In these conditions, a core technology for producing profit in the media industry consists of using media content as a mechanism for attracting an audience and then selling the audience to an advertiser by offering a certain content. The concept of the dual media market, which combines the market of goods (the media content) and the market of consumer services (advertisers’ access to target audiences) (Picard, 1989), was based on exactly this idea. The audience was considered an economic resource of the industry before, but today it has become an increasingly common concept. At the same time, the media audience can be considered through the prism of the same concept in the political context as a phenomenon resulting from the implementation of the political aspirations of the ruling elites. In this case, it is not surprising that the techniques of tabloid journalism are borrowed by and transferred to the political media, which transform politics into an entertainment and the politicians themselves into the “stars” of the political show, into a certain sort of celebrity. Therefore, under market conditions, audience formation is a process that is equally necessary for political purposes (and, consequently, for political elites) and for the economy.

Not coincidentally, the concept of the dual media market was equally popular among media economists and political economists of the media. And, as a result, political economists of the media worked out the concept of commodification. Commodification is the transformation of the user value of communication products, audience, and labor into exchange value. This process, as noted by Mosco (2009), has the same nature as the commercialization process, but it is characterized by “inclusiveness.” Commodification suggests that the relationship among the people themselves, as market subjects, takes the form of “goods” (commodities); these goods have a phantom objectivity and are a source of value as determined by the market and on the market (Picard, 1989).

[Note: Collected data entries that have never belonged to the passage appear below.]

//! IP literal parsing primitives
//!
//! Interface literals are an address with an optional prefix (`10.0.0.1/24`,
//! `fd00::1/64`). A missing prefix means a host prefix. IPv4 interfaces also
//! accept a dotted netmask or hostmask after the slash. Network literals are
//! interface literals with the host bits cleared.

use ipnet::{IpNet, Ipv4Net, Ipv6Net};
use std::net::{IpAddr, Ipv4Addr, Ipv6Addr};
use thiserror::Error;

#[derive(Debug, Clone, PartialEq, Eq, Error)]
pub enum AddrParseError {
    #[error("'{0}' is not a valid IPv4 address")]
    InvalidIpv4(String),

    #[error("'{0}' is not a valid IPv6 address")]
    InvalidIpv6(String),

    #[error("'{0}' is not a valid IPv4 or IPv6 address")]
    InvalidAddress(String),

    #[error("'{prefix}' is not a valid prefix for '{literal}'")]
    InvalidPrefix { literal: String, prefix: String },

    #[error("'{0}' has host bits set")]
    HostBitsSet(String),
}

fn split_prefix(literal: &str) -> (&str, Option<&str>) {
    match literal.split_once('/') {
        Some((addr, prefix)) => (addr, Some(prefix)),
        None => (literal, None),
    }
}

fn decimal_prefix(prefix: &str, max: u8) -> Option<u8> {
    if prefix.is_empty() || !prefix.bytes().all(|b| b.is_ascii_digit()) {
        return None;
    }
    prefix.parse::<u8>().ok().filter(|len| *len <= max)
}

/// Prefix length of a contiguous dotted netmask (255.255.255.0) or hostmask (0.0.0.255)
fn mask_prefix(mask: Ipv4Addr) -> Option<u8> {
    let bits = u32::from(mask);
    if bits.leading_ones() + bits.trailing_zeros() == 32 {
        return Some(bits.leading_ones() as u8);
    }
    let inverted = !bits;
    if inverted.leading_ones() + inverted.trailing_zeros() == 32 {
        return Some(inverted.leading_ones() as u8);
    }
    None
}

pub fn parse_ipv4_interface(literal: &str) -> Result<Ipv4Net, AddrParseError> {
    let (addr, prefix) = split_prefix(literal);
    let ip: Ipv4Addr = addr
        .parse()
        .map_err(|_| AddrParseError::InvalidIpv4(literal.to_string()))?;

    let Some(prefix) = prefix else {
        return Ok(Ipv4Net::from(ip));
    };

    let len = decimal_prefix(prefix, 32)
        .or_else(|| prefix.parse::<Ipv4Addr>().ok().and_then(mask_prefix))
        .ok_or_else(|| AddrParseError::InvalidPrefix {
            literal: literal.to_string(),
            prefix: prefix.to_string(),
        })?;

    Ipv4Net::new(ip, len).map_err(|_| AddrParseError::InvalidPrefix {
        literal: literal.to_string(),
        prefix: prefix.to_string(),
    })
}

pub fn parse_ipv6_interface(literal: &str) -> Result<Ipv6Net, AddrParseError> {
    let (addr, prefix) = split_prefix(literal);
    let ip: Ipv6Addr = addr
        .parse()
        .map_err(|_| AddrParseError::InvalidIpv6(literal.to_string()))?;

    let Some(prefix) = prefix else {
        return Ok(Ipv6Net::from(ip));
    };

    let len = decimal_prefix(prefix, 128).ok_or_else(|| AddrParseError::InvalidPrefix {
        literal: literal.to_string(),
        prefix: prefix.to_string(),
    })?;

    Ipv6Net::new(ip, len).map_err(|_| AddrParseError::InvalidPrefix {
        literal: literal.to_string(),
        prefix: prefix.to_string(),
    })
}

/// Interface literal of either family
pub fn parse_ip_interface(literal: &str) -> Result<IpNet, AddrParseError> {
    if let Ok(net) = parse_ipv4_interface(literal) {
        return Ok(IpNet::V4(net));
    }
    if let Ok(net) = parse_ipv6_interface(literal) {
        return Ok(IpNet::V6(net));
    }
    Err(AddrParseError::InvalidAddress(literal.to_string()))
}

/// Network literal of either family; host bits must be zero
pub fn parse_ip_network(literal: &str) -> Result<IpNet, AddrParseError> {
    let net = parse_ip_interface(literal)?;
    if net.addr() != net.network() {
        return Err(AddrParseError::HostBitsSet(literal.to_string()));
    }
    Ok(net)
}

/// Bare address of either family, no prefix allowed
pub fn parse_ip_address(literal: &str) -> Result<IpAddr, AddrParseError> {
    literal
        .parse()
        .map_err(|_| AddrParseError::InvalidAddress(literal.to_string()))
}
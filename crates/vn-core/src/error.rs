use std::path::PathBuf;
use thiserror::Error;

/// Failures while loading a topology or settings file from disk
#[derive(Debug, Error)]
pub enum ConfigError {
    #[error("failed to read {path}: {source}")]
    Io {
        path: PathBuf,
        #[source]
        source: std::io::Error,
    },

    #[error("failed to parse YAML in {path}: {source}")]
    Parse {
        path: PathBuf,
        #[source]
        source: serde_yaml::Error,
    },

    #[error("{path} does not contain a mapping at the top level")]
    NotAMapping { path: PathBuf },
}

Long ago researchers took into consideration the process of commodification in the production of content. As was already mentioned, Adorno in 1930–1940 determined the causes of this process’s emergence in the field he identified as a “cultural industry.” French sociologist A. Moles, in his book The Sociodynamics of Culture (1966/2008), tried to explain many cultural phenomena through the lens of market philosophy and the economic realities of the market. On the basis of Durkheim’s statement that social phenomena are things that can be measured and evaluated (that is, measured and evaluated phenomena), Moles built a bridge from the concept of “information” / “message” to economic theory. With a foundation in information theory, he proposed considering information in materialistic terms and introduced the concept of goods in reference to information.

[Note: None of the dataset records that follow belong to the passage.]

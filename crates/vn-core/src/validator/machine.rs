use serde_yaml::{Mapping, Value};
use tracing::debug;

use super::{Context, bridge, files, interface, vlan};
use crate::decode::key_name;
use crate::mac::MacGenerator;
use crate::settings::LinkCheckScope;
use crate::violation::{Checked, EntityPath, Violation, ViolationKind};

/// Check the `machines` section.
///
/// Returns the revised machines mapping, or `None` when the section is
/// absent or not a mapping and there is nothing to revise. `run_clean` tells
/// whether the run had no violations before this section was checked.
pub(crate) fn check_machines(
    machines: Option<&Value>,
    ctx: &Context<'_>,
    macs: &mut dyn MacGenerator,
    run_clean: bool,
) -> Checked<Option<Mapping>> {
    let mut out = Checked::new(None);
    let path = EntityPath::root().child("machines");

    let Some(machines) = machines else {
        out.fail(Violation::missing(&EntityPath::root(), "machines"));
        return out;
    };
    let Some(machines) = machines.as_mapping() else {
        out.fail(Violation::wrong_type(&path, "a mapping of machine names", machines));
        return out;
    };

    let mut revised = Mapping::new();
    for (name, raw) in machines {
        let machine_path = path.child(key_name(name));

        if !name.is_string() {
            out.fail(Violation::wrong_type(&machine_path, "a string machine name", name));
            revised.insert(name.clone(), raw.clone());
            continue;
        }

        let value = match raw.as_mapping() {
            Some(spec) => {
                let clean_so_far = run_clean && out.is_clean();
                let checked = check_machine(&machine_path, spec, ctx, macs, clean_so_far);
                Value::Mapping(out.absorb(checked))
            }
            None => {
                out.fail(Violation::wrong_type(&machine_path, "a machine mapping", raw));
                raw.clone()
            }
        };
        revised.insert(name.clone(), value);
    }

    out.value = Some(revised);
    out
}

fn check_machine(
    path: &EntityPath,
    spec: &Mapping,
    ctx: &Context<'_>,
    macs: &mut dyn MacGenerator,
    clean_so_far: bool,
) -> Checked<Mapping> {
    let mut out = Checked::new(spec.clone());

    match spec.get("type") {
        None => out.fail(Violation::missing(path, "type")),
        Some(kind) => {
            let supported = kind
                .as_str()
                .is_some_and(|kind| ctx.settings.supports_machine_type(kind));
            if !supported {
                out.fail(Violation::new(
                    &path.child("type"),
                    ViolationKind::UnsupportedType,
                    format!(
                        "machine type {} is unsupported, supported types are: {}",
                        key_name(kind),
                        ctx.settings.supported_machine_types.join(", ")
                    ),
                ));
            }
        }
    }

    match spec.get("files") {
        None => {}
        Some(Value::Mapping(host_files)) => {
            let checked = files::check_files(&path.child("files"), host_files, ctx);
            let host_files = out.absorb(checked);
            out.value
                .insert(Value::from("files"), Value::Mapping(host_files));
        }
        Some(other) => out.fail(Violation::wrong_type(
            &path.child("files"),
            "a mapping of host paths",
            other,
        )),
    }

    let interfaces = match spec.get("interfaces") {
        None => {
            out.fail(Violation::new(
                &path.child("interfaces"),
                ViolationKind::Missing,
                "machine does not have any interfaces",
            ));
            None
        }
        Some(Value::Mapping(ifaces)) => {
            let checked =
                interface::check_interfaces(&path.child("interfaces"), ifaces, ctx, macs);
            let revised = out.absorb(checked);
            out.value
                .insert(Value::from("interfaces"), Value::Mapping(revised));
            Some(ifaces)
        }
        Some(other) => {
            out.fail(Violation::wrong_type(
                &path.child("interfaces"),
                "a mapping of interface names",
                other,
            ));
            None
        }
    };

    match spec.get("vlans") {
        None => debug!(%path, "Machine has no VLAN interfaces, that's okay"),
        Some(Value::Mapping(vlans)) => {
            let clean_before = match ctx.settings.vlan_link_check {
                LinkCheckScope::Global => clean_so_far && out.is_clean(),
                LinkCheckScope::Machine => out.is_clean(),
            };
            let checked = vlan::check_vlans(&path.child("vlans"), vlans, interfaces, clean_before);
            let revised = out.absorb(checked);
            out.value.insert(Value::from("vlans"), Value::Mapping(revised));
        }
        Some(other) => out.fail(Violation::wrong_type(
            &path.child("vlans"),
            "a mapping of VLAN names",
            other,
        )),
    }

    match spec.get("bridges") {
        None => debug!(%path, "Machine has no bridge interfaces, that's okay"),
        Some(Value::Mapping(bridges)) => {
            let checked = bridge::check_bridges(&path.child("bridges"), bridges, interfaces);
            out.absorb(checked);
        }
        Some(other) => out.fail(Violation::wrong_type(
            &path.child("bridges"),
            "a mapping of bridge names",
            other,
        )),
    }

    out
}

Circulating in modern society as a commodity, information can be equated to other goods. In the media the cost of information as a commodity is measured by money, by time, and, increasingly, by the attention of the audience—in other words, by all the well-known rare economic resources. Moles does not emphasize the importance of non-static information (information that exists outside of social communication processes), but he does emphasize the importance of the dynamic information that is circulated and exists in communication systems. Obviously, information has a different value for journalists and for the audience, but, given current market conditions, the logic of commodity exchange applies to all nonmaterial phenomena. The result is “communication products,” or information products, the value of which is determined not only in production (in the case of the media: journalists, editorial staff, authors of advertising and public relations messages, all who create media messages in the broadest sense) but also in the processes of content distribution and consumption by the audience. Such consumption leads to the appearance of target audiences, to whom access is created for advertisers. The process of social communication (that is, communication that depends on the type of content and “latitude”—mass or non-mass) involves the distribution and consumption of content produced by media outlets; it creates the added value of content and very often affects the culture, identity, and value systems of society.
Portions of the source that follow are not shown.